Return the records exactly, from the first line through the "fn from_str(value: &str)" line.
=== Section Start ===
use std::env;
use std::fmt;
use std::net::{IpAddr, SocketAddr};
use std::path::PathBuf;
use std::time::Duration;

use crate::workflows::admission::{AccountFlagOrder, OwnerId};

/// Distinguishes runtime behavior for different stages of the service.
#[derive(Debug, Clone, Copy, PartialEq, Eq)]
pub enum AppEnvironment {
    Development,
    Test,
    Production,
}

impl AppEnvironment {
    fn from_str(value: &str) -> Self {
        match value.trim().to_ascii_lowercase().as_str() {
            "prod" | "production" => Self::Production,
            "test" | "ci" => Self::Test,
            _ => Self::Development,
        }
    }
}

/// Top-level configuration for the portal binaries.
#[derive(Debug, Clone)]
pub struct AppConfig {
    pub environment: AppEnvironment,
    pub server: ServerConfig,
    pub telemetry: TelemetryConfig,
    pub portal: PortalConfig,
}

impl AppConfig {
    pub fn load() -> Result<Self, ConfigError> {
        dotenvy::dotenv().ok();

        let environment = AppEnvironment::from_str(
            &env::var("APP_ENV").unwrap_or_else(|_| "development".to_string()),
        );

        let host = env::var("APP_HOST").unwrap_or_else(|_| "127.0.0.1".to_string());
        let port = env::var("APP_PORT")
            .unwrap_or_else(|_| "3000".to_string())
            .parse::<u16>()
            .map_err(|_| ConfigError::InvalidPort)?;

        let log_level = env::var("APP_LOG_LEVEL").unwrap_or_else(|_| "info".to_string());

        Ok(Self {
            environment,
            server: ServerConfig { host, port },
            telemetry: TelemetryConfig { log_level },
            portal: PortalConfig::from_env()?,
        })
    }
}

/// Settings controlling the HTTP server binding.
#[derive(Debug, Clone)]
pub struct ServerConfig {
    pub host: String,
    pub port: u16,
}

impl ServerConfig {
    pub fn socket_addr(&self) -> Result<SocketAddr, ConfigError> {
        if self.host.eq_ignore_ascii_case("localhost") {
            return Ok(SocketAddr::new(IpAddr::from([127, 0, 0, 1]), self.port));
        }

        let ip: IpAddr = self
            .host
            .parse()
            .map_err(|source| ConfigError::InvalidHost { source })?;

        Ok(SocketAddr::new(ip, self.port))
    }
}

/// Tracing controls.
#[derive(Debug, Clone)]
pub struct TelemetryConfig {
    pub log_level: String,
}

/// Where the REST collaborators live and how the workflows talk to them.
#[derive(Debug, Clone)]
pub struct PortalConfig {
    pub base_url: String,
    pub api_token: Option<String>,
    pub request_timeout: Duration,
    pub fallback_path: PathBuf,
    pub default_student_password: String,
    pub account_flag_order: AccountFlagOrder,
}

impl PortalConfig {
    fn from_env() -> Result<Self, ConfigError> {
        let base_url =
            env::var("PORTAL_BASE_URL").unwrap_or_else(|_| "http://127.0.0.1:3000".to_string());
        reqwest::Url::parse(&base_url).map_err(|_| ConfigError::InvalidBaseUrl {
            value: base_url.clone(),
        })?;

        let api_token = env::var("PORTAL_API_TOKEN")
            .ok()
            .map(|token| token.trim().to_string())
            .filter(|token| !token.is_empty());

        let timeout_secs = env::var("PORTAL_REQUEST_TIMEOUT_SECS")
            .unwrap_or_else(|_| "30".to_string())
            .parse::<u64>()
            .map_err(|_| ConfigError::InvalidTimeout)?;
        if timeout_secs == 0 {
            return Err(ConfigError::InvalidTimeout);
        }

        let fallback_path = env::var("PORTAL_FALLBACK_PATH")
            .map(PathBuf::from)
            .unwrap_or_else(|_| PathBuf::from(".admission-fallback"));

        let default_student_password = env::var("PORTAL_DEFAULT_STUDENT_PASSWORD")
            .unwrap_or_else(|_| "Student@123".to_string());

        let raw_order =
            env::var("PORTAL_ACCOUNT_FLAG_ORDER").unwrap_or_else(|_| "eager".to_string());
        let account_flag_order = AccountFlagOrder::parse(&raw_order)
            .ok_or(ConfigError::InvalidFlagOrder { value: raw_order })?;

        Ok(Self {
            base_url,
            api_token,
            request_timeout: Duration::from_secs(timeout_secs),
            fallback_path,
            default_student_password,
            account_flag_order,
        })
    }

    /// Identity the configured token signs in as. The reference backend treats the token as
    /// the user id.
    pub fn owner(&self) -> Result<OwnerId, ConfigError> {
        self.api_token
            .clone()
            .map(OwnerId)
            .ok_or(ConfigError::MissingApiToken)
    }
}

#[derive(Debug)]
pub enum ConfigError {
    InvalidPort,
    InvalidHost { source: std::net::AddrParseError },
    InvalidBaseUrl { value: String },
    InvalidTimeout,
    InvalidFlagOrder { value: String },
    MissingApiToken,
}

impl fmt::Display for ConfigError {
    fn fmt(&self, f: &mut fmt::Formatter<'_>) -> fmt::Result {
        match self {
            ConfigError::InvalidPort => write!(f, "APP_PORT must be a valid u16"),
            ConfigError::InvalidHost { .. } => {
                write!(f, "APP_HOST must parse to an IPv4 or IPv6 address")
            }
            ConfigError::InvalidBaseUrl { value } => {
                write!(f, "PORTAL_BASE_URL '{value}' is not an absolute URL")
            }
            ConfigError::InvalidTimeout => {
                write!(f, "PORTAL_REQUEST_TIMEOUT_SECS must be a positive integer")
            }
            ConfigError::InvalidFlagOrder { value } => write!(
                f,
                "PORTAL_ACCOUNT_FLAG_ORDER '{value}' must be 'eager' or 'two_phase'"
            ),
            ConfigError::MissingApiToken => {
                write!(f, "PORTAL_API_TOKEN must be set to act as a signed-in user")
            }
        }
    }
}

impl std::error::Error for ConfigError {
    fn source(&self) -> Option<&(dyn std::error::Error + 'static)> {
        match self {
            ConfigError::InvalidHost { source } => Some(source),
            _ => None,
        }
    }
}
=== Section End ===
» Solution for this problem
use std::env;
use std::fmt;
use std::net::{IpAddr, SocketAddr};
use std::path::PathBuf;
use std::time::Duration;

use crate::workflows::admission::{AccountFlagOrder, OwnerId};

/// Distinguishes runtime behavior for different stages of the service.
#[derive(Debug, Clone, Copy, PartialEq, Eq)]
pub enum AppEnvironment {
    Development,
    Test,
    Production,
}

impl AppEnvironment {
    fn from_str(value: &str) -> Self {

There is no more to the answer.